*** Begin section ***

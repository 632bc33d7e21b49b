//! Recording state management
//!
//! Defines the session state machine, termination policies, recorder
//! configuration and the end-of-session report.

use crate::capture::{Modality, StreamConfig};
use crate::utils::error::{AppError, AppResult};
use serde::{Deserialize, Serialize};
use std::collections::BTreeMap;
use std::num::NonZeroU64;
use std::path::{Path, PathBuf};
use std::time::Duration;

/// Current state of a session controller
#[derive(Debug, Clone, Copy, PartialEq, Eq, Default, Serialize, Deserialize)]
#[serde(rename_all = "lowercase")]
pub enum SessionState {
    /// Nothing started yet
    #[default]
    Idle,
    /// Stream open, capture loop running
    Recording,
    /// Stream closed; terminal
    Stopped,
}

/// When a session ends
#[derive(Debug, Clone, Copy, PartialEq, Eq, Serialize, Deserialize)]
#[serde(rename_all = "camelCase")]
pub enum TerminationPolicy {
    /// Record for this many seconds
    FixedDuration(NonZeroU64),
    /// Record until an interrupt is requested
    UntilInterrupt,
}

impl TerminationPolicy {
    /// Fixed-duration policy, or `None` for zero seconds
    pub fn fixed_secs(secs: u64) -> Option<Self> {
        NonZeroU64::new(secs).map(TerminationPolicy::FixedDuration)
    }

    pub fn duration(&self) -> Option<Duration> {
        match self {
            TerminationPolicy::FixedDuration(secs) => Some(Duration::from_secs(secs.get())),
            TerminationPolicy::UntilInterrupt => None,
        }
    }
}

/// Why the capture loop ended without error
#[derive(Debug, Clone, Copy, PartialEq, Eq, Serialize, Deserialize)]
#[serde(rename_all = "camelCase")]
pub enum StopReason {
    DurationElapsed,
    Interrupted,
}

/// Recorder configuration
#[derive(Debug, Clone, PartialEq, Serialize, Deserialize)]
#[serde(rename_all = "camelCase", default)]
pub struct RecorderConfig {
    /// Directory holding one subdirectory per session
    pub root_dir: PathBuf,

    /// Streams to enable on the device
    pub stream: StreamConfig,

    /// Longest wait for one frame set, in milliseconds
    pub acquire_timeout_ms: u64,

    /// Record file field separator
    pub delimiter: char,

    /// Whether fixed-duration sessions also stop on interrupt
    pub interrupt_fixed_duration: bool,

    /// Serial numbers exposed by the simulated device backend
    pub simulated_devices: Vec<String>,
}

impl Default for RecorderConfig {
    fn default() -> Self {
        Self {
            root_dir: PathBuf::from("Realsense CSV"),
            stream: StreamConfig::default(),
            acquire_timeout_ms: 5000,
            delimiter: super::writer::DEFAULT_DELIMITER,
            interrupt_fixed_duration: true,
            simulated_devices: vec!["012345678901".to_string()],
        }
    }
}

impl RecorderConfig {
    /// Load from a JSON file; missing keys keep their defaults
    pub fn from_file(path: &Path) -> AppResult<Self> {
        let content = std::fs::read_to_string(path)?;
        let config: RecorderConfig = serde_json::from_str(&content)?;
        config.validate()?;
        tracing::debug!("Loaded recorder config from {:?}", path);
        Ok(config)
    }

    /// Reject settings that would produce unreadable record files.
    ///
    /// The delimiter must not collide with decimal points, number signs,
    /// digits, quoting or line breaks.
    pub fn validate(&self) -> AppResult<()> {
        let d = self.delimiter;
        if d.is_alphanumeric() || matches!(d, '.' | ',' | '+' | '-' | '"' | '\n' | '\r') {
            return Err(AppError::InvalidInput(format!(
                "delimiter {d:?} clashes with field contents"
            )));
        }
        Ok(())
    }

    pub fn acquire_timeout(&self) -> Duration {
        Duration::from_millis(self.acquire_timeout_ms)
    }

    /// Directory of the named session
    pub fn session_dir(&self, session_name: &str) -> PathBuf {
        self.root_dir.join(session_name)
    }
}

/// Path of the record file for one session and modality
pub fn record_path(session_dir: &Path, session_name: &str, modality: Modality) -> PathBuf {
    session_dir.join(format!("{session_name} {modality} data.csv"))
}

/// Summary of a finished session
#[derive(Debug, Clone, Serialize, Deserialize)]
#[serde(rename_all = "camelCase")]
pub struct SessionReport {
    pub session_name: String,

    pub directory: PathBuf,

    pub policy: TerminationPolicy,

    pub stop_reason: StopReason,

    /// Wall-clock recording time in milliseconds
    pub elapsed_ms: f64,

    /// Capture cycles completed
    pub cycles: u64,

    /// Value rows written, per modality actually observed
    pub rows: BTreeMap<Modality, u64>,
}

impl SessionReport {
    /// Elapsed time truncated to whole seconds
    pub fn elapsed_secs(&self) -> u64 {
        (self.elapsed_ms / 1000.0) as u64
    }
}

*** End section ***

* Requirement *
Which lines above hold the string "Serialize"? Copy each of them.

* Result of this exercise *
use serde::{Deserialize, Serialize};
#[derive(Debug, Clone, Copy, PartialEq, Eq, Default, Serialize, Deserialize)]
#[derive(Debug, Clone, Copy, PartialEq, Eq, Serialize, Deserialize)]
#[derive(Debug, Clone, Copy, PartialEq, Eq, Serialize, Deserialize)]
#[derive(Debug, Clone, PartialEq, Serialize, Deserialize)]
#[derive(Debug, Clone, Serialize, Deserialize)]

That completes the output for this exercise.